Task to complete -> Each record beneath this line is to be copied exactly.

Input material ->

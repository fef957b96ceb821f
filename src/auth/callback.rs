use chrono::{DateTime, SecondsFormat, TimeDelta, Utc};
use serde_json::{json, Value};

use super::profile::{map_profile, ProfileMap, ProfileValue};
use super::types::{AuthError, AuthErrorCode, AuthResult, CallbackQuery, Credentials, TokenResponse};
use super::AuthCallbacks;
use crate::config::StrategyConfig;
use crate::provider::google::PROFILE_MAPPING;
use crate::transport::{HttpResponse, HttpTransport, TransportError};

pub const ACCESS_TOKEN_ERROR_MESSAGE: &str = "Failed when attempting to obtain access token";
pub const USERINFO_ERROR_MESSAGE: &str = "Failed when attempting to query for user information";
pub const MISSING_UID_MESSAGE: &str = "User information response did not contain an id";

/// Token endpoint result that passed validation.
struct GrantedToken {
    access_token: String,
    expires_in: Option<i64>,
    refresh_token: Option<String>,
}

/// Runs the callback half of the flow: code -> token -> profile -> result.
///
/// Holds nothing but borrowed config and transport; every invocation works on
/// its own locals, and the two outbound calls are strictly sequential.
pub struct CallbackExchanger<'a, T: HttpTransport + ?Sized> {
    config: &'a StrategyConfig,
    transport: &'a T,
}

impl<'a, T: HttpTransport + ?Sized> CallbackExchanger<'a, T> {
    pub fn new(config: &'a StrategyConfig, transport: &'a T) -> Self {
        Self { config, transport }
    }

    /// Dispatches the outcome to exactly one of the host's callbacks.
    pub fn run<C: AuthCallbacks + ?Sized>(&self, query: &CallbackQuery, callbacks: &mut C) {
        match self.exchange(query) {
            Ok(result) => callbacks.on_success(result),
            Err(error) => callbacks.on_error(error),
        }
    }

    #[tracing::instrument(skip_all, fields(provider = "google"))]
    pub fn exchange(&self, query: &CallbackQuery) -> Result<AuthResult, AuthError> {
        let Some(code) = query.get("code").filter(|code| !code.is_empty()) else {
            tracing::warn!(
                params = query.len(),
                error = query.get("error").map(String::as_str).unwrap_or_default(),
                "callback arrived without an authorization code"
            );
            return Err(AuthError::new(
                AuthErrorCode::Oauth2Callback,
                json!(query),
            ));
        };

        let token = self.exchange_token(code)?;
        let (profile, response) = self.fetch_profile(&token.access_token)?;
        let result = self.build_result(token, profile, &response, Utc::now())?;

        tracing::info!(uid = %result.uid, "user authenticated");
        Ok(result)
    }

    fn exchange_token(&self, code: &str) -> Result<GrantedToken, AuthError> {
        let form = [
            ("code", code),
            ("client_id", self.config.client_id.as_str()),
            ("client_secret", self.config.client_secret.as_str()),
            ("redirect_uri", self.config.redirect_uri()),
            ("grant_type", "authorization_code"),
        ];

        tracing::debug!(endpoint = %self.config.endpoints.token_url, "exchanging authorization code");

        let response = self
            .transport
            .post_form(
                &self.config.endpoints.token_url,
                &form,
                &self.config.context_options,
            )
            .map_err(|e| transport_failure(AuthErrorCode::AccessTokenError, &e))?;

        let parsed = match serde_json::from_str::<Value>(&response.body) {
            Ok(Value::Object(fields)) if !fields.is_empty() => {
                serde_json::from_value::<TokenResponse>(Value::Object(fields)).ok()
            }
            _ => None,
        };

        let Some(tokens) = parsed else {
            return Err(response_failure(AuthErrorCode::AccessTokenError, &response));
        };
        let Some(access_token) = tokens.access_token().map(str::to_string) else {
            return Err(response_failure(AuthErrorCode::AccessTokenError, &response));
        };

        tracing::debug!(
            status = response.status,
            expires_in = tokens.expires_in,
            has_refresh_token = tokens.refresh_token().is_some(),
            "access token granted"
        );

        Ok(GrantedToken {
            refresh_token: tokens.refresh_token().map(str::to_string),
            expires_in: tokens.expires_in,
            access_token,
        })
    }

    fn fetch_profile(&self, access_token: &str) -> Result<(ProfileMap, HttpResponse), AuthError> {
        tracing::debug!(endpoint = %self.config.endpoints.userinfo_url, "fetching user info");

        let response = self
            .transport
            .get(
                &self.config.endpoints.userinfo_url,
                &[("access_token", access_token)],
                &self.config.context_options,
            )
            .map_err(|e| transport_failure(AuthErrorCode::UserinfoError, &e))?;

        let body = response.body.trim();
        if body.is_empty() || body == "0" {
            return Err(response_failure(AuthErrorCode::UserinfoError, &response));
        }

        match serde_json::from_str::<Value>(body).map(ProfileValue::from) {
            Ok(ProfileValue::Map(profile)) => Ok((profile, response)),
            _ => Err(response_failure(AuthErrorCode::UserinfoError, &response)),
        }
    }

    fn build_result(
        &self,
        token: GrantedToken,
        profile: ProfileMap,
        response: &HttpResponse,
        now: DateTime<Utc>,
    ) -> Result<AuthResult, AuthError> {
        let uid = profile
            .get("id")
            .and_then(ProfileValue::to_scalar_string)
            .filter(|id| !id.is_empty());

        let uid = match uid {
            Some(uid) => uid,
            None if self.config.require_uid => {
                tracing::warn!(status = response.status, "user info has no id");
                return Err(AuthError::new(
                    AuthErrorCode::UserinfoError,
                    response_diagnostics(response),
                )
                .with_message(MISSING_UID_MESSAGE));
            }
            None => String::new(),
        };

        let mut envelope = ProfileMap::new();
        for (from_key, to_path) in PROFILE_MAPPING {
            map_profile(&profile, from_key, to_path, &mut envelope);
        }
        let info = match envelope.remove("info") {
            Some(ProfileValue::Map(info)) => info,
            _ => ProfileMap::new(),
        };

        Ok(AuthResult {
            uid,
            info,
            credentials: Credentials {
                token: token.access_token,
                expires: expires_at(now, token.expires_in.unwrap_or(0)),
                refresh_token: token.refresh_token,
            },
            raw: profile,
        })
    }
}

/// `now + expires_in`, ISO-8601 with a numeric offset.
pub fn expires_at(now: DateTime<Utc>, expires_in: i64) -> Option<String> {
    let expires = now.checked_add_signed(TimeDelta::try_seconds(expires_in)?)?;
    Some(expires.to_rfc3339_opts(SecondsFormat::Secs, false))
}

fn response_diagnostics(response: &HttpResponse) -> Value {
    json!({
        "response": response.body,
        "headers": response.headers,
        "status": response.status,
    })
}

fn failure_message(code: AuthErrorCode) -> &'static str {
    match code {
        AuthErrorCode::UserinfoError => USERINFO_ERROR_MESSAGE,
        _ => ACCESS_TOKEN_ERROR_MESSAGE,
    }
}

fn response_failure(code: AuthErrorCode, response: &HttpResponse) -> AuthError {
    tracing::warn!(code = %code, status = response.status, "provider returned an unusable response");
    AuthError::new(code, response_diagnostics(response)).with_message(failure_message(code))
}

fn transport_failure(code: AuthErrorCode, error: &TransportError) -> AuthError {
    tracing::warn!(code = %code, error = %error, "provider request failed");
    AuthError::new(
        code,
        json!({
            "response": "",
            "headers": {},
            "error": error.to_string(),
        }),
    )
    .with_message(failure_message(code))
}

Written answer ->
repository fef957b96ceb821f
filename src/auth/callback.rs
use chrono::{DateTime, SecondsFormat, TimeDelta, Utc};
use serde_json::{json, Value};

use super::profile::{map_profile, ProfileMap, ProfileValue};
use super::types::{AuthError, AuthErrorCode, AuthResult, CallbackQuery, Credentials, TokenResponse};
use super::AuthCallbacks;
use crate::config::StrategyConfig;
use crate::provider::google::PROFILE_MAPPING;
use crate::transport::{HttpResponse, HttpTransport, TransportError};

pub const ACCESS_TOKEN_ERROR_MESSAGE: &str = "Failed when attempting to obtain access token";
pub const USERINFO_ERROR_MESSAGE: &str = "Failed when attempting to query for user information";
pub const MISSING_UID_MESSAGE: &str = "User information response did not contain an id";

/// Token endpoint result that passed validation.
struct GrantedToken {
    access_token: String,
    expires_in: Option<i64>,
    refresh_token: Option<String>,
}

/// Runs the callback half of the flow: code -> token -> profile -> result.
///
/// Holds nothing but borrowed config and transport; every invocation works on
/// its own locals, and the two outbound calls are strictly sequential.
pub struct CallbackExchanger<'a, T: HttpTransport + ?Sized> {
    config: &'a StrategyConfig,
    transport: &'a T,
}

impl<'a, T: HttpTransport + ?Sized> CallbackExchanger<'a, T> {
    pub fn new(config: &'a StrategyConfig, transport: &'a T) -> Self {
        Self { config, transport }
    }

    /// Dispatches the outcome to exactly one of the host's callbacks.
    pub fn run<C: AuthCallbacks + ?Sized>(&self, query: &CallbackQuery, callbacks: &mut C) {
        match self.exchange(query) {
            Ok(result) => callbacks.on_success(result),
            Err(error) => callbacks.on_error(error),
        }
    }

    #[tracing::instrument(skip_all, fields(provider = "google"))]
    pub fn exchange(&self, query: &CallbackQuery) -> Result<AuthResult, AuthError> {
        let Some(code) = query.get("code").filter(|code| !code.is_empty()) else {
            tracing::warn!(
                params = query.len(),
                error = query.get("error").map(String::as_str).unwrap_or_default(),
                "callback arrived without an authorization code"
            );
            return Err(AuthError::new(
                AuthErrorCode::Oauth2Callback,
                json!(query),
            ));
        };

        let token = self.exchange_token(code)?;
        let (profile, response) = self.fetch_profile(&token.access_token)?;
        let result = self.build_result(token, profile, &response, Utc::now())?;

        tracing::info!(uid = %result.uid, "user authenticated");
        Ok(result)
    }

    fn exchange_token(&self, code: &str) -> Result<GrantedToken, AuthError> {
        let form = [
            ("code", code),
            ("client_id", self.config.client_id.as_str()),
            ("client_secret", self.config.client_secret.as_str()),
            ("redirect_uri", self.config.redirect_uri()),
            ("grant_type", "authorization_code"),
        ];

        tracing::debug!(endpoint = %self.config.endpoints.token_url, "exchanging authorization code");

        let response = self
            .transport
            .post_form(
                &self.config.endpoints.token_url,
                &form,
                &self.config.context_options,
            )
            .map_err(|e| transport_failure(AuthErrorCode::AccessTokenError, &e))?;

        let parsed = match serde_json::from_str::<Value>(&response.body) {
            Ok(Value::Object(fields)) if !fields.is_empty() => {
                serde_json::from_value::<TokenResponse>(Value::Object(fields)).ok()
            }
            _ => None,
        };

        let Some(tokens) = parsed else {
            return Err(response_failure(AuthErrorCode::AccessTokenError, &response));
        };
        let Some(access_token) = tokens.access_token().map(str::to_string) else {
            return Err(response_failure(AuthErrorCode::AccessTokenError, &response));
        };

        tracing::debug!(
            status = response.status,
            expires_in = tokens.expires_in,
            has_refresh_token = tokens.refresh_token().is_some(),
            "access token granted"
        );

        Ok(GrantedToken {
            refresh_token: tokens.refresh_token().map(str::to_string),
            expires_in: tokens.expires_in,
            access_token,
        })
    }

    fn fetch_profile(&self, access_token: &str) -> Result<(ProfileMap, HttpResponse), AuthError> {
        tracing::debug!(endpoint = %self.config.endpoints.userinfo_url, "fetching user info");

        let response = self
            .transport
            .get(
                &self.config.endpoints.userinfo_url,
                &[("access_token", access_token)],
                &self.config.context_options,
            )
            .map_err(|e| transport_failure(AuthErrorCode::UserinfoError, &e))?;

        let body = response.body.trim();
        if body.is_empty() || body == "0" {
            return Err(response_failure(AuthErrorCode::UserinfoError, &response));
        }

        match serde_json::from_str::<Value>(body).map(ProfileValue::from) {
            Ok(ProfileValue::Map(profile)) => Ok((profile, response)),
            _ => Err(response_failure(AuthErrorCode::UserinfoError, &response)),
        }
    }

    fn build_result(
        &self,
        token: GrantedToken,
        profile: ProfileMap,
        response: &HttpResponse,
        now: DateTime<Utc>,
    ) -> Result<AuthResult, AuthError> {
        let uid = profile
            .get("id")
            .and_then(ProfileValue::to_scalar_string)
            .filter(|id| !id.is_empty());

        let uid = match uid {
            Some(uid) => uid,
            None if self.config.require_uid => {
                tracing::warn!(status = response.status, "user info has no id");
                return Err(AuthError::new(
                    AuthErrorCode::UserinfoError,
                    response_diagnostics(response),
                )
                .with_message(MISSING_UID_MESSAGE));
            }
            None => String::new(),
        };

        let mut envelope = ProfileMap::new();
        for (from_key, to_path) in PROFILE_MAPPING {
            map_profile(&profile, from_key, to_path, &mut envelope);
        }
        let info = match envelope.remove("info") {
            Some(ProfileValue::Map(info)) => info,
            _ => ProfileMap::new(),
        };

        Ok(AuthResult {
            uid,
            info,
            credentials: Credentials {
                token: token.access_token,
                expires: expires_at(now, token.expires_in.unwrap_or(0)),
                refresh_token: token.refresh_token,
            },
            raw: profile,
        })
    }
}

/// `now + expires_in`, ISO-8601 with a numeric offset.
pub fn expires_at(now: DateTime<Utc>, expires_in: i64) -> Option<String> {
    let expires = now.checked_add_signed(TimeDelta::try_seconds(expires_in)?)?;
    Some(expires.to_rfc3339_opts(SecondsFormat::Secs, false))
}

fn response_diagnostics(response: &HttpResponse) -> Value {
    json!({
        "response": response.body,
        "headers": response.headers,
        "status": response.status,
    })
}

fn failure_message(code: AuthErrorCode) -> &'static str {
    match code {
        AuthErrorCode::UserinfoError => USERINFO_ERROR_MESSAGE,
        _ => ACCESS_TOKEN_ERROR_MESSAGE,
    }
}

fn response_failure(code: AuthErrorCode, response: &HttpResponse) -> AuthError {
    tracing::warn!(code = %code, status = response.status, "provider returned an unusable response");
    AuthError::new(code, response_diagnostics(response)).with_message(failure_message(code))
}

fn transport_failure(code: AuthErrorCode, error: &TransportError) -> AuthError {
    tracing::warn!(code = %code, error = %error, "provider request failed");
    AuthError::new(
        code,
        json!({
            "response": "",
            "headers": {},
            "error": error.to_string(),
        }),
    )
    .with_message(failure_message(code))
}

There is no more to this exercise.